The NetBSD flag, designed in 2004 by Grant Bissett, is inspired by the original NetBSD logo, [33] designed in 1994 by Shawn Mueller, portraying a number of BSD daemons raising a flag on top of a mound of computer equipment. This was based on a World War II photograph, Raising the Flag on Iwo Jima. The Board of Directors of The NetBSD Foundation believed this was too complicated, too hard to reproduce and had negative cultural ramifications and was thus not a suitable image for NetBSD in the corporate world. The new, simpler flag design replaced this. [34] The NetBSD slogan is "Of course it runs NetBSD", referring to the operating system's portability.

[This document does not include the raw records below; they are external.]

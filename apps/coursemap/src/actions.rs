//! # Checked Mutations
//!
//! Store mutations as the CLI and the HTTP API expose them: ids are
//! resolved ignoring spaces and case, locked courses cannot be completed
//! and rejected selections become errors instead of silent no-ops.

use coursemap_core::{CourseId, CoursemapError, Grade, ProgressStore};
use std::collections::BTreeSet;

/// Resolve a user-typed id (`"me 101"`) to its curriculum id.
pub fn resolve(store: &ProgressStore, raw: &str) -> Result<CourseId, CoursemapError> {
    store
        .curriculum()
        .find_normalized(raw)
        .map(|course| course.id.clone())
        .ok_or_else(|| CoursemapError::CourseNotFound(raw.trim().to_string()))
}

/// Set a course's completion. Returns the resolved id and the courses the
/// change forced back to incomplete.
///
/// A given option counts toward the lock check, so the option's own
/// prerequisites apply. A rejected request leaves the store untouched.
pub fn set_completion(
    store: &mut ProgressStore,
    raw: &str,
    completed: bool,
    grade: Option<Grade>,
    option: Option<usize>,
) -> Result<(CourseId, Vec<CourseId>), CoursemapError> {
    let id = resolve(store, raw)?;

    if let Some(index) = option {
        let options = store
            .curriculum()
            .get(id.as_str())
            .map_or(0, |course| course.options.len());
        if index >= options {
            return Err(CoursemapError::InvalidSelection(format!(
                "{} has no option {}",
                id, index
            )));
        }
    }
    if completed && store.is_locked_with_option(id.as_str(), option) {
        return Err(CoursemapError::CourseLocked(id.to_string()));
    }

    let before: BTreeSet<CourseId> = store.progress().completed_ids().into_iter().collect();
    store.set_completion(id.as_str(), completed, grade, option);
    let invalidated = before
        .into_iter()
        .filter(|c| *c != id && !store.progress().is_completed(c.as_str()))
        .collect();

    Ok((id, invalidated))
}

/// Choose (`Some`) or clear (`None`) an elective option.
pub fn select_option(
    store: &mut ProgressStore,
    raw: &str,
    index: Option<usize>,
) -> Result<CourseId, CoursemapError> {
    let id = resolve(store, raw)?;
    if store.select_option(id.as_str(), index) {
        Ok(id)
    } else {
        Err(CoursemapError::InvalidSelection(format!(
            "{} has no option {}",
            id,
            index.map_or_else(|| "-".to_string(), |i| i.to_string())
        )))
    }
}

/// Choose a value of a completed variable-credit course.
pub fn select_credit(
    store: &mut ProgressStore,
    raw: &str,
    index: usize,
) -> Result<CourseId, CoursemapError> {
    let id = resolve(store, raw)?;
    if store.select_credit(id.as_str(), index) {
        Ok(id)
    } else {
        Err(CoursemapError::InvalidSelection(format!(
            "credit choice {} is not available for {} (course must be completed with variable credits)",
            index, id
        )))
    }
}

#[cfg(test)]
mod tests {
    #![allow(clippy::unwrap_used)]

    use super::*;
    use crate::events::RevisionCounter;
    use coursemap_core::{Curriculum, StorageBackend};
    use std::sync::Arc;

    const ME_CURRICULUM: &str = include_str!("../../../curricula/ME.json");

    fn store() -> ProgressStore {
        ProgressStore::open(
            Curriculum::from_json(ME_CURRICULUM).unwrap(),
            StorageBackend::default(),
        )
    }

    #[test]
    fn resolves_loosely_typed_ids() {
        let store = store();
        assert_eq!(resolve(&store, "math 101").unwrap(), CourseId::new("MATH101"));
        assert!(matches!(
            resolve(&store, "CHEM101"),
            Err(CoursemapError::CourseNotFound(_))
        ));
    }

    #[test]
    fn locked_course_cannot_be_completed() {
        let mut store = store();
        let result = set_completion(&mut store, "MATH102", true, Some(Grade::AA), None);
        assert!(matches!(result, Err(CoursemapError::CourseLocked(_))));
        assert!(!store.progress().is_completed("MATH102"));
    }

    #[test]
    fn uncheck_reports_cascade() {
        let mut store = store();
        set_completion(&mut store, "MATH101", true, Some(Grade::AA), None).unwrap();
        set_completion(&mut store, "MATH102", true, Some(Grade::BB), None).unwrap();

        let (id, invalidated) = set_completion(&mut store, "math101", false, None, None).unwrap();
        assert_eq!(id, CourseId::new("MATH101"));
        assert_eq!(invalidated, vec![CourseId::new("MATH102")]);
    }

    #[test]
    fn option_prerequisites_apply_to_lock_check() {
        let mut store = store();
        // ME410 requires ME202.
        let result = set_completion(&mut store, "REXX6", true, Some(Grade::BB), Some(0));
        assert!(matches!(result, Err(CoursemapError::CourseLocked(_))));

        // ME430 has no prerequisites.
        set_completion(&mut store, "REXX6", true, Some(Grade::BB), Some(2)).unwrap();
        assert!(store.progress().is_passed("REXX6"));
    }

    #[test]
    fn rejected_completion_leaves_store_untouched() {
        let mut store = store();
        let revision = Arc::new(RevisionCounter::new());
        store.subscribe(revision.clone());

        let result = set_completion(&mut store, "REXX6", true, Some(Grade::BB), Some(0));
        assert!(matches!(result, Err(CoursemapError::CourseLocked(_))));
        let result = set_completion(&mut store, "REXX6", true, Some(Grade::BB), Some(9));
        assert!(matches!(result, Err(CoursemapError::InvalidSelection(_))));
        assert!(store.progress().get("REXX6").is_none());
        assert_eq!(revision.current(), 0);

        set_completion(&mut store, "REXX6", true, Some(Grade::BB), Some(2)).unwrap();
        assert_eq!(
            store.progress().get("REXX6").unwrap().selected_option,
            Some(2)
        );
        assert_eq!(revision.current(), 1);
    }

    #[test]
    fn rejected_selections_are_errors() {
        let mut store = store();
        assert!(matches!(
            select_option(&mut store, "REXX1", Some(7)),
            Err(CoursemapError::InvalidSelection(_))
        ));
        assert!(matches!(
            select_credit(&mut store, "ME400", 1),
            Err(CoursemapError::InvalidSelection(_))
        ));
        assert_eq!(
            select_option(&mut store, "rexx1", Some(1)).unwrap(),
            CourseId::new("REXX1")
        );
    }
}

Originally, OpenBSD used the BSD daemon as a mascot, sometimes with an added halo as a distinguishing mark, but OpenBSD later replaced its BSD daemon with Puffy. Although Puffy is usually referred to as a pufferfish, the spikes on the cartoon images give him a closer likeness to the porcupinefish. The logo is a reference to the fish's defensive capabilities and to the Blowfish cryptography algorithm used in OpenSSH. OpenBSD also has a number of slogans including "Secure by default", which was used in the first OpenBSD song, "E-railed", and "Free, Functional & Secure", [35] and OpenBSD has released at least one original song with every release since 3.0. [36]
The DragonFly BSD logo, designed by Joe Angrisano, is a dragonfly named Fred. [37] A number of unofficial logos [38] by various authors also show the dragonfly or stylized versions of it. DragonFly BSD considers itself to be "the logical continuation of the FreeBSD 4.x series." [39] FireflyBSD has a similar logo, a firefly, showing its close relationship to DragonFly BSD. In fact, the FireflyBSD website states that proceeds from sales will go to the development of DragonFly BSD, suggesting that the two may in fact be very closely related.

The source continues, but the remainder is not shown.